Here's my pet theory as to why CS did so well for so long and why that probably won't remain true moving forward.
Programming / tech is a relatively new field that, as a proportion of how much time it takes as part of people's waking hours (as a rough indicator of how much of the economy it can penetrate), has gone from essentially 0% to 99% in only a few decades. We went from only large corporations having one or two mainframes, to office computers, to home computers, to smartphones, etc. Add in social media, streaming, etc. and people have gone from spending virtually no time on programmable devices to all their time on programmable devices.
As tech continued to have this (apparently) exponential growth, there was a chronic shortage of programmers, leading to massive salaries. As salaries exploded, programming developed a reputation for being a relatively easy, well-paying job, provided you were somewhat intelligent. As a result, hordes of students studied CS to help keep up with the growing demand, although always lagging. For seniors the lag for new hires to reach their level is quite a bit longer, so seniors have remained in high demand.

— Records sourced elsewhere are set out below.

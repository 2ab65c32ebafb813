use serde_aux::field_attributes::deserialize_default_from_null;

/// A single weather reading as published on the queue.
///
/// Missing or `null` keys decode to zero values and unknown keys are ignored.
/// `collected_at` is carried through untouched.
#[derive(serde::Deserialize, serde::Serialize, Clone, Debug, Default, PartialEq)]
#[serde(default)]
pub struct WeatherObservation {
    #[serde(deserialize_with = "deserialize_default_from_null")]
    pub location_lat: f64,
    #[serde(deserialize_with = "deserialize_default_from_null")]
    pub location_lon: f64,
    #[serde(deserialize_with = "deserialize_default_from_null")]
    pub temperature: f64,
    #[serde(deserialize_with = "deserialize_default_from_null")]
    pub humidity: f64,
    #[serde(deserialize_with = "deserialize_default_from_null")]
    pub wind_speed: f64,
    #[serde(deserialize_with = "deserialize_default_from_null")]
    pub condition_code: i64,
    #[serde(deserialize_with = "deserialize_default_from_null")]
    pub collected_at: String,
}

impl WeatherObservation {
    /// Decodes a queue payload. A bare `null` body yields the zero record.
    pub fn from_payload(body: &[u8]) -> serde_json::Result<Self> {
        serde_json::from_slice::<Option<Self>>(body).map(Option::unwrap_or_default)
    }
}

#[cfg(test)]
pub(crate) const SAMPLE_OBSERVATION: &str = r#"{"location_lat":10.5,"location_lon":-20.3,"temperature":25.1,"humidity":60,"wind_speed":5.2,"condition_code":2,"collected_at":"2024-01-01T00:00:00Z"}"#;

#[cfg(test)]
mod tests {
    use super::*;

    #[test]
    fn decodes_sample_observation() {
        let observation: WeatherObservation = serde_json::from_str(SAMPLE_OBSERVATION).unwrap();
        assert_eq!(observation.location_lat, 10.5);
        assert_eq!(observation.location_lon, -20.3);
        assert_eq!(observation.temperature, 25.1);
        assert_eq!(observation.humidity, 60.0);
        assert_eq!(observation.wind_speed, 5.2);
        assert_eq!(observation.condition_code, 2);
        assert_eq!(observation.collected_at, "2024-01-01T00:00:00Z");
    }

    #[test]
    fn reserialization_preserves_every_field() {
        let observation: WeatherObservation = serde_json::from_str(SAMPLE_OBSERVATION).unwrap();
        let encoded = serde_json::to_string(&observation).unwrap();
        let decoded: WeatherObservation = serde_json::from_str(&encoded).unwrap();
        assert_eq!(decoded, observation);
    }

    #[test]
    fn reserialization_uses_snake_case_keys() {
        let observation: WeatherObservation = serde_json::from_str(SAMPLE_OBSERVATION).unwrap();
        let value = serde_json::to_value(&observation).unwrap();
        let object = value.as_object().unwrap();
        let mut keys = object.keys().map(String::as_str).collect::<Vec<_>>();
        keys.sort_unstable();
        assert_eq!(
            keys,
            [
                "collected_at",
                "condition_code",
                "humidity",
                "location_lat",
                "location_lon",
                "temperature",
                "wind_speed",
            ]
        );
    }

    #[test]
    fn missing_fields_decode_to_zero_values() {
        let observation: WeatherObservation =
            serde_json::from_str(r#"{"temperature":18.25}"#).unwrap();
        assert_eq!(
            observation,
            WeatherObservation {
                temperature: 18.25,
                ..WeatherObservation::default()
            }
        );

        let empty: WeatherObservation = serde_json::from_str("{}").unwrap();
        assert_eq!(empty, WeatherObservation::default());
    }

    #[test]
    fn unknown_fields_are_ignored() {
        let observation: WeatherObservation =
            serde_json::from_str(r#"{"condition_code":3,"station":"north","extra":[1,2]}"#)
                .unwrap();
        assert_eq!(observation.condition_code, 3);
    }

    #[test]
    fn invalid_json_fails_to_decode() {
        assert!(serde_json::from_str::<WeatherObservation>("not-json").is_err());
        assert!(WeatherObservation::from_payload(b"not-json").is_err());
    }

    #[test]
    fn null_fields_decode_to_zero_values() {
        let body = SAMPLE_OBSERVATION
            .replace("\"temperature\":25.1", "\"temperature\":null")
            .replace("\"condition_code\":2", "\"condition_code\":null")
            .replace("\"2024-01-01T00:00:00Z\"", "null");
        let observation = WeatherObservation::from_payload(body.as_bytes()).unwrap();
        assert_eq!(observation.temperature, 0.0);
        assert_eq!(observation.condition_code, 0);
        assert_eq!(observation.collected_at, "");
        assert_eq!(observation.location_lat, 10.5);
        assert_eq!(observation.humidity, 60.0);
    }

    #[test]
    fn null_body_decodes_to_zero_record() {
        let observation = WeatherObservation::from_payload(b"null").unwrap();
        assert_eq!(observation, WeatherObservation::default());
    }

    #[test]
    fn non_object_body_fails_to_decode() {
        assert!(WeatherObservation::from_payload(b"42").is_err());
        assert!(WeatherObservation::from_payload(br#""sunny""#).is_err());
        assert!(WeatherObservation::from_payload(br#"{"temperature":"hot"}"#).is_err());
    }
}
//! spikeprep command-line interface.

use anyhow::{bail, Context};
use clap::{Args, Parser, Subcommand};
use ephys_types::Run;
use hpc::{HpcJobDispatcher, JobDescriptor, SbatchSubmitter, SlurmOptions, SlurmOptionsOverrides};
use pipeline::{
    available_presets, default_config, default_registry, load_config_file, preset, resolve,
    PipelineState, PreprocessingPipeline, ResolvedConfig, RunOutcome, RunStatus, StepRegistry,
};
use session::{
    discover, discover_processed, write_recording, JsonRecordingLoader, OutputPathManager,
    RecordingLoader, SyncChannelService,
};
use std::path::{Path, PathBuf};
use std::sync::Arc;
use tracing_subscriber::{layer::SubscriberExt, util::SubscriberInitExt};

#[derive(Parser)]
#[command(name = "spikeprep", version, about = "Preprocessing orchestrator for extracellular electrophysiology recordings")]
struct Cli {
    #[command(subcommand)]
    command: Commands,
}

/// Run selection: which part of the raw tree to operate on.
#[derive(Args)]
struct SelectArgs {
    /// Root of the raw subject/session/run tree.
    #[arg(long)]
    input_root: PathBuf,
    /// Restrict to one subject directory, e.g. sub-01.
    #[arg(long)]
    subject: Option<String>,
    /// Restrict to one session directory, e.g. ses-01.
    #[arg(long)]
    session: Option<String>,
}

/// Configuration layering: builtin default, optional preset, optional
/// override file.
#[derive(Args)]
struct ConfigArgs {
    /// Named preset layered over the builtin default.
    #[arg(long)]
    preset: Option<String>,
    /// JSON step-configuration file layered over default and preset.
    #[arg(long)]
    config: Option<PathBuf>,
}

#[derive(Args)]
struct SlurmArgs {
    #[arg(long)]
    mem: Option<String>,
    #[arg(long)]
    cpus_per_task: Option<u32>,
    #[arg(long)]
    time: Option<String>,
    #[arg(long)]
    partition: Option<String>,
    /// Comma-separated node exclude list.
    #[arg(long)]
    exclude: Option<String>,
}

#[derive(Subcommand)]
enum Commands {
    /// List supported preprocessing steps and their parameter schemas.
    Steps,
    /// List available configuration presets.
    Presets,
    /// Print the resolved step configuration without executing anything.
    ShowConfig {
        #[command(flatten)]
        config: ConfigArgs,
    },
    /// Enumerate raw runs under an input root.
    Discover {
        #[command(flatten)]
        select: SelectArgs,
    },
    /// List runs under an output root that already have completed outputs.
    ListProcessed {
        #[arg(long)]
        output_root: PathBuf,
        #[arg(long)]
        subject: Option<String>,
        #[arg(long)]
        session: Option<String>,
    },
    /// Preprocess discovered runs locally.
    Run {
        #[command(flatten)]
        select: SelectArgs,
        #[command(flatten)]
        config: ConfigArgs,
        /// Output root for processed data and provenance.
        #[arg(long)]
        output_root: PathBuf,
        /// Number of runs to process concurrently.
        #[arg(long, default_value_t = 1)]
        jobs: usize,
        /// Reprocess even when stored provenance already matches.
        #[arg(long)]
        force: bool,
    },
    /// Execute one run from a job descriptor (used by generated job scripts).
    RunOne {
        #[arg(long)]
        descriptor: PathBuf,
        #[arg(long)]
        force: bool,
    },
    /// Generate and submit one SLURM job per discovered run.
    Submit {
        #[command(flatten)]
        select: SelectArgs,
        #[command(flatten)]
        config: ConfigArgs,
        #[arg(long)]
        output_root: PathBuf,
        #[command(flatten)]
        slurm: SlurmArgs,
    },
    /// Sync-channel operations on one run.
    Sync {
        #[command(subcommand)]
        command: SyncCommands,
    },
}

#[derive(Subcommand)]
enum SyncCommands {
    /// Print the sync channel samples, one per line.
    Extract {
        #[command(flatten)]
        select: SelectArgs,
        /// Run directory name, e.g. run-001.
        #[arg(long)]
        run: String,
    },
    /// Export the sync channel trace as a CSV artifact for plotting.
    Plot {
        #[command(flatten)]
        select: SelectArgs,
        #[arg(long)]
        output_root: PathBuf,
        #[arg(long)]
        run: String,
    },
    /// Write a copy of the raw recording with the sync channel zeroed.
    Silence {
        #[command(flatten)]
        select: SelectArgs,
        #[arg(long)]
        output_root: PathBuf,
        #[arg(long)]
        run: String,
    },
}

fn main() -> anyhow::Result<()> {
    tracing_subscriber::registry()
        .with(
            tracing_subscriber::EnvFilter::try_from_default_env()
                .unwrap_or_else(|_| "spikeprep=info".into()),
        )
        .with(tracing_subscriber::fmt::layer())
        .init();

    let cli = Cli::parse();
    match cli.command {
        Commands::Steps => steps(),
        Commands::Presets => presets(),
        Commands::ShowConfig { config } => show_config(&config),
        Commands::Discover { select } => discover_cmd(&select),
        Commands::ListProcessed {
            output_root,
            subject,
            session,
        } => list_processed(&output_root, subject.as_deref(), session.as_deref()),
        Commands::Run {
            select,
            config,
            output_root,
            jobs,
            force,
        } => run_cmd(&select, &config, &output_root, jobs, force),
        Commands::RunOne { descriptor, force } => run_one(&descriptor, force),
        Commands::Submit {
            select,
            config,
            output_root,
            slurm,
        } => submit(&select, &config, &output_root, &slurm),
        Commands::Sync { command } => match command {
            SyncCommands::Extract { select, run } => sync_extract(&select, &run),
            SyncCommands::Plot {
                select,
                output_root,
                run,
            } => sync_plot(&select, &output_root, &run),
            SyncCommands::Silence {
                select,
                output_root,
                run,
            } => sync_silence(&select, &output_root, &run),
        },
    }
}

fn resolve_config(registry: &StepRegistry, args: &ConfigArgs) -> anyhow::Result<ResolvedConfig> {
    let preset_config = args.preset.as_deref().map(preset).transpose()?;
    let overrides = args
        .config
        .as_deref()
        .map(load_config_file)
        .transpose()
        .with_context(|| "reading step configuration file")?;
    Ok(resolve(
        &default_config(),
        preset_config.as_ref(),
        overrides.as_ref(),
        registry,
    )?)
}

fn discover_runs(select: &SelectArgs) -> anyhow::Result<Vec<Run>> {
    let runs = discover(
        &select.input_root,
        select.subject.as_deref(),
        select.session.as_deref(),
    )?;
    if runs.is_empty() {
        bail!(
            "no runs found under {} with the given filters",
            select.input_root.display()
        );
    }
    Ok(runs)
}

fn steps() -> anyhow::Result<()> {
    let registry = default_registry();
    for descriptor in registry.descriptors() {
        println!("{}: {}", descriptor.name, descriptor.description);
        println!(
            "{}",
            serde_json::to_string_pretty(&descriptor.parameter_schema)?
        );
    }
    Ok(())
}

fn presets() -> anyhow::Result<()> {
    for name in available_presets() {
        println!("{}", name);
    }
    Ok(())
}

fn show_config(config: &ConfigArgs) -> anyhow::Result<()> {
    let registry = default_registry();
    let resolved = resolve_config(&registry, config)?;
    println!("{}", resolved.to_pretty_json()?);
    Ok(())
}

fn discover_cmd(select: &SelectArgs) -> anyhow::Result<()> {
    for run in discover_runs(select)? {
        println!("{}\t{}", run, run.raw_path.display());
    }
    Ok(())
}

fn list_processed(
    output_root: &Path,
    subject: Option<&str>,
    session: Option<&str>,
) -> anyhow::Result<()> {
    for run in discover_processed(output_root, subject, session)? {
        println!("{}", run);
    }
    Ok(())
}

fn run_cmd(
    select: &SelectArgs,
    config: &ConfigArgs,
    output_root: &Path,
    jobs: usize,
    force: bool,
) -> anyhow::Result<()> {
    let registry = Arc::new(default_registry());
    let resolved = resolve_config(&registry, config)?;
    let runs = discover_runs(select)?;

    let pipeline = PreprocessingPipeline::new(registry, OutputPathManager::new(output_root))
        .with_force(force);
    let summary = pipeline.run_batch(&runs, &resolved, &JsonRecordingLoader, jobs);

    for report in &summary.reports {
        let status = match &report.status {
            RunStatus::Completed => "completed".to_string(),
            RunStatus::Skipped => "up to date".to_string(),
            RunStatus::StepFailed { step, error } => format!("failed at {}: {}", step, error),
            RunStatus::Failed(error) => format!("failed: {}", error),
        };
        println!("{}\t{}\t{:.2}s", report.run, status, report.duration_secs);
    }

    let failed = summary.failed().count();
    if failed > 0 {
        bail!("{} of {} runs failed", failed, summary.reports.len());
    }
    Ok(())
}

fn run_one(descriptor_path: &Path, force: bool) -> anyhow::Result<()> {
    let descriptor = JobDescriptor::load(descriptor_path)
        .with_context(|| format!("reading descriptor {}", descriptor_path.display()))?;

    let pipeline = PreprocessingPipeline::new(
        Arc::new(default_registry()),
        OutputPathManager::new(&descriptor.output_root),
    )
    .with_force(force);

    let recording = JsonRecordingLoader.load(&descriptor.run)?;
    match pipeline.run(&descriptor.run, recording, &descriptor.config)? {
        RunOutcome::Skipped => {
            println!("{}\tup to date", descriptor.run);
            Ok(())
        }
        RunOutcome::Executed { state, .. } => match state {
            PipelineState::Completed => {
                println!("{}\tcompleted", descriptor.run);
                Ok(())
            }
            PipelineState::StepFailed { step_index, error } => {
                bail!(
                    "{}: step {} failed: {}",
                    descriptor.run,
                    step_index,
                    error
                )
            }
            other => bail!("{}: unexpected final state {:?}", descriptor.run, other),
        },
    }
}

fn submit(
    select: &SelectArgs,
    config: &ConfigArgs,
    output_root: &Path,
    slurm: &SlurmArgs,
) -> anyhow::Result<()> {
    let registry = default_registry();
    let resolved = resolve_config(&registry, config)?;
    let runs = discover_runs(select)?;

    let overrides = SlurmOptionsOverrides {
        cpus_per_task: slurm.cpus_per_task,
        mem: slurm.mem.clone(),
        time: slurm.time.clone(),
        partition: slurm.partition.clone(),
        exclude: slurm.exclude.clone(),
    };
    let options = overrides.apply(&SlurmOptions::default());

    let dispatcher = HpcJobDispatcher::new(OutputPathManager::new(output_root), options);
    let reports = dispatcher.dispatch(&runs, &resolved, &SbatchSubmitter);

    let mut failed = 0;
    for report in &reports {
        match &report.result {
            Ok(job_id) => println!("{}\tjob {}", report.run, job_id),
            Err(err) => {
                failed += 1;
                println!("{}\tsubmission failed: {}", report.run, err);
            }
        }
    }
    if failed > 0 {
        bail!("{} of {} submissions failed", failed, reports.len());
    }
    Ok(())
}

fn find_run(select: &SelectArgs, run_id: &str) -> anyhow::Result<Run> {
    let mut matches: Vec<Run> = discover_runs(select)?
        .into_iter()
        .filter(|r| r.run_id == run_id)
        .collect();
    if matches.len() > 1 {
        let keys: Vec<String> = matches.iter().map(|r| r.to_string()).collect();
        bail!(
            "run {} is ambiguous ({}); narrow the match with --subject/--session",
            run_id,
            keys.join(", ")
        );
    }
    matches
        .pop()
        .with_context(|| format!("run {} not found under the given filters", run_id))
}

fn sync_extract(select: &SelectArgs, run_id: &str) -> anyhow::Result<()> {
    let run = find_run(select, run_id)?;
    let recording = JsonRecordingLoader.load(&run)?;
    // Extraction needs no output tree; the path manager is only a service
    // dependency here.
    let service = SyncChannelService::new(OutputPathManager::new("."));
    for value in service.extract(&run, &recording)? {
        println!("{}", value);
    }
    Ok(())
}

fn sync_plot(select: &SelectArgs, output_root: &Path, run_id: &str) -> anyhow::Result<()> {
    let run = find_run(select, run_id)?;
    let recording = JsonRecordingLoader.load(&run)?;
    let service = SyncChannelService::new(OutputPathManager::new(output_root));
    let path = service.export_trace(&run, &recording)?;
    println!("{}", path.display());
    Ok(())
}

fn sync_silence(select: &SelectArgs, output_root: &Path, run_id: &str) -> anyhow::Result<()> {
    let run = find_run(select, run_id)?;
    let recording = JsonRecordingLoader.load(&run)?;
    let paths = OutputPathManager::new(output_root);
    let service = SyncChannelService::new(paths.clone());

    let silenced = service.silence(&run, recording)?;
    let dir = paths.prepare(&paths.sync_dir(&run))?;
    write_recording(&dir, &silenced)?;
    println!("{}", dir.display());
    Ok(())
}

#[cfg(test)]
mod tests {
    use super::*;
    use std::fs;
    use tempfile::tempdir;

    fn select(root: &Path, subject: Option<&str>) -> SelectArgs {
        SelectArgs {
            input_root: root.to_path_buf(),
            subject: subject.map(String::from),
            session: None,
        }
    }

    #[test]
    fn test_find_run_rejects_ambiguous_run_id() {
        let dir = tempdir().unwrap();
        fs::create_dir_all(dir.path().join("sub-01/ses-01/run-001")).unwrap();
        fs::create_dir_all(dir.path().join("sub-02/ses-01/run-001")).unwrap();

        let err = find_run(&select(dir.path(), None), "run-001").unwrap_err();
        assert!(err.to_string().contains("ambiguous"));

        // A subject filter disambiguates.
        let run = find_run(&select(dir.path(), Some("sub-02")), "run-001").unwrap();
        assert_eq!(run.subject_id, "sub-02");
    }

    #[test]
    fn test_find_run_unknown_id_errors() {
        let dir = tempdir().unwrap();
        fs::create_dir_all(dir.path().join("sub-01/ses-01/run-001")).unwrap();
        let err = find_run(&select(dir.path(), None), "run-009").unwrap_err();
        assert!(err.to_string().contains("not found"));
    }
}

Now as we catch up to the present though, it's hard to see spaces where new jobs for programmers can be created without cannibalizing existing ones. VR? You'd take work away from game developers. Metaverse? From traditional social media sites. In short we've put computers on watches, sleep trackers, fridges, TVs, cars, light switches, etc. There's no more room for the industry as a whole to grow. AI might be the exception for this - if it actually succeeds it could keep tech growing by eating into the jobs of other industries, but then I expect it would end up eating many tech jobs too, so for the purpose of my argument it'll either hurt the programming job market or have minimal effect.
So - we reach the present. Lured in by the high salaries of previous years, and the high salaries seniors currently have, we have an overabundance of juniors on the job market. If tech had continued its previous rate of growth, things would have been fine - but it can't. As a result, there just aren't enough jobs for all the current juniors and there likely won't ever be - the industry can't grow to accommodate them. Many of them will need to switch to other careers and for less students to study CS for balance to arrive. There's still a shortage of seniors at the moment, but as the current juniors who are employed gain experience and move up the job ladder, this will change. Current seniors can't count on older tech workers retiring quite yet, due to how young-skewed tech is (because of the job growth pattern we previously had), so they should expect growing job competition as juniors develop and for salaries to stagnate (already seeing this at my employer).
This isn't all bad news though - consumers will benefit. With a shortage of new industries to move into, the glut of workers who remain will best find work opportunities by selling products that outperform and/or are cheaper compared to the existing products. In other words, expect more alternatives to MS Office, social media, Photoshop, etc. People will be able to create work for themselves by undercutting the current incumbents - we should expect to see an explosion in competitors for existing products. In some ways we're seeing this already - more and more great indie games that outperform the AAA giants, open source software that provide better experiences against the proprietary options (Lemmy vs Reddit, Mastadon vs Twitter, Forgejo/Gitea vs Github, etc.)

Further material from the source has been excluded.